EXTRACTED DATA
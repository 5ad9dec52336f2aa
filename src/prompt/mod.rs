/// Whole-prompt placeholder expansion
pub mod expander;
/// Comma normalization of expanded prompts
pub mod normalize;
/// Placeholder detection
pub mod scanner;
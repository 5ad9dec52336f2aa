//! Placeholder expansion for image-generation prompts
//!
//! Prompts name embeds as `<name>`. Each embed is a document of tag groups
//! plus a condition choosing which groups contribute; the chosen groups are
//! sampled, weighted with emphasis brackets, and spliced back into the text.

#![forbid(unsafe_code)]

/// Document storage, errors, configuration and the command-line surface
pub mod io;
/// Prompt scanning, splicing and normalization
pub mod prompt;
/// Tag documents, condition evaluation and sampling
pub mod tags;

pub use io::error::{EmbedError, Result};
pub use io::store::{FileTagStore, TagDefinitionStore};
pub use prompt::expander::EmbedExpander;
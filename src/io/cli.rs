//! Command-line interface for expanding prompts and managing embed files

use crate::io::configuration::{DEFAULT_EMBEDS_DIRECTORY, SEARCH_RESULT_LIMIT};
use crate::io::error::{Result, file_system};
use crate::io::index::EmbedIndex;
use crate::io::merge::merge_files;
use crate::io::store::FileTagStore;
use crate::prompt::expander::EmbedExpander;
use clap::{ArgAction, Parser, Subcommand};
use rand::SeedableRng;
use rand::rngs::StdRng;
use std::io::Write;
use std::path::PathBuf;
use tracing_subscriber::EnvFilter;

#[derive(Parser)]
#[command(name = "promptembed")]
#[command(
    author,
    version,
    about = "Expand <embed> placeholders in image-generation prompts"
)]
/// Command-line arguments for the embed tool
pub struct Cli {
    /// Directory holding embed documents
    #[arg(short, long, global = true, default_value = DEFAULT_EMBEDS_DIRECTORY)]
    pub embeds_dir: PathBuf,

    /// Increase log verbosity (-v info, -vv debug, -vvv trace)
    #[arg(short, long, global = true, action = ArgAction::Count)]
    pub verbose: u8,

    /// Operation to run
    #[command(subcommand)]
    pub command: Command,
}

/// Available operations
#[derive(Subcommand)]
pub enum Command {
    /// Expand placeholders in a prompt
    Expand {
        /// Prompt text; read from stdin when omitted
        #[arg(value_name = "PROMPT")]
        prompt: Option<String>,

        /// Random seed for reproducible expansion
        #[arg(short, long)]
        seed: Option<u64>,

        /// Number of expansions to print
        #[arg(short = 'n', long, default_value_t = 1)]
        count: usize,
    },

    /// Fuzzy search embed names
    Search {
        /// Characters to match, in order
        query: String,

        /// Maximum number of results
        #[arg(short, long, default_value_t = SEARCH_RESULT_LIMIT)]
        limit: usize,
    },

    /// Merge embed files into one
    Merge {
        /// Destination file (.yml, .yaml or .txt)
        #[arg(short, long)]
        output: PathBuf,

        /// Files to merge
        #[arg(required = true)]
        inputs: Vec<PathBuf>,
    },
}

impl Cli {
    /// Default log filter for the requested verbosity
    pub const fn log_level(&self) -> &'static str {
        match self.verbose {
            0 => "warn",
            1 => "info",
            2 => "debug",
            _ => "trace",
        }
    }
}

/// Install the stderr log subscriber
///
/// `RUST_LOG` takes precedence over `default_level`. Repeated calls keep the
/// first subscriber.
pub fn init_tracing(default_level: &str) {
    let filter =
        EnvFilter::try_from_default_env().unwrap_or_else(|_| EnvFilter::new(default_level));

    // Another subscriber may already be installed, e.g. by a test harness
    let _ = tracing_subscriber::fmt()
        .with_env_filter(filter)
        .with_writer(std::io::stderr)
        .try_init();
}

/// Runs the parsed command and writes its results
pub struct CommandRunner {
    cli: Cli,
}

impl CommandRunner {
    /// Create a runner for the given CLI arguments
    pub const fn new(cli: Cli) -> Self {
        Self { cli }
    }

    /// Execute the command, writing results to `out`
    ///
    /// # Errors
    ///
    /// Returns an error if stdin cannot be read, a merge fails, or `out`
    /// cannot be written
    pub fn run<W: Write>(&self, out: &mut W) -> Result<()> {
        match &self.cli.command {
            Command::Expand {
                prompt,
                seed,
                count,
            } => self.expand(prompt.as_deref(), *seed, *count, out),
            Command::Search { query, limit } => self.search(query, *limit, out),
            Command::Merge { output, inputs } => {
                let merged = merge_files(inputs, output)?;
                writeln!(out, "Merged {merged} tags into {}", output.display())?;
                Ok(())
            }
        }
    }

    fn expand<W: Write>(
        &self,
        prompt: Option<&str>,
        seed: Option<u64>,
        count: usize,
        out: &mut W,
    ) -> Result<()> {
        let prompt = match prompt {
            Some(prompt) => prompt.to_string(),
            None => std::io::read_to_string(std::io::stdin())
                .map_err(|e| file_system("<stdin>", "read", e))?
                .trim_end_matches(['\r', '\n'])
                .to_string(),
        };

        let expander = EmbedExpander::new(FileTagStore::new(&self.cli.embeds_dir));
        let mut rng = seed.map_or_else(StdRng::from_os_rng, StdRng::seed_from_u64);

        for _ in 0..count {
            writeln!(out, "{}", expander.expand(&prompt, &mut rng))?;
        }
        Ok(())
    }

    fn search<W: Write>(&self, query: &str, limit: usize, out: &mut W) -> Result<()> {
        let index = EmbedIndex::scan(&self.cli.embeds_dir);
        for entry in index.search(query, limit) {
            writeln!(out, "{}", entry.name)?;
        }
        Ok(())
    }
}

---

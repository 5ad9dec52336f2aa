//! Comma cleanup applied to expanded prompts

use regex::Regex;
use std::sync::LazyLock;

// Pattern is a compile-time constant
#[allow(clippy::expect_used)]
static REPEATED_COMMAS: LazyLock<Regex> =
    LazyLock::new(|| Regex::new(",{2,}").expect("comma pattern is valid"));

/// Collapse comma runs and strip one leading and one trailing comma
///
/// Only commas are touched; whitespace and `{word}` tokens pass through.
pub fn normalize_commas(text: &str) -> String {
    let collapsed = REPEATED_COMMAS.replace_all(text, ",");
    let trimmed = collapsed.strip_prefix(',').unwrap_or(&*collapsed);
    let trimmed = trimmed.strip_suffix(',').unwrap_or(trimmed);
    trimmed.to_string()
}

WORK REQUEST
Could you return exactly the stretch of the data above that starts at the line with "#[arg(short, long, global = true, action" and ends at the line with "files into one", both lines included?

OUTPUT
    #[arg(short, long, global = true, action = ArgAction::Count)]
    pub verbose: u8,

    /// Operation to run
    #[command(subcommand)]
    pub command: Command,
}

/// Available operations
#[derive(Subcommand)]
pub enum Command {
    /// Expand placeholders in a prompt
    Expand {
        /// Prompt text; read from stdin when omitted
        #[arg(value_name = "PROMPT")]
        prompt: Option<String>,

        /// Random seed for reproducible expansion
        #[arg(short, long)]
        seed: Option<u64>,

        /// Number of expansions to print
        #[arg(short = 'n', long, default_value_t = 1)]
        count: usize,
    },

    /// Fuzzy search embed names
    Search {
        /// Characters to match, in order
        query: String,

        /// Maximum number of results
        #[arg(short, long, default_value_t = SEARCH_RESULT_LIMIT)]
        limit: usize,
    },

    /// Merge embed files into one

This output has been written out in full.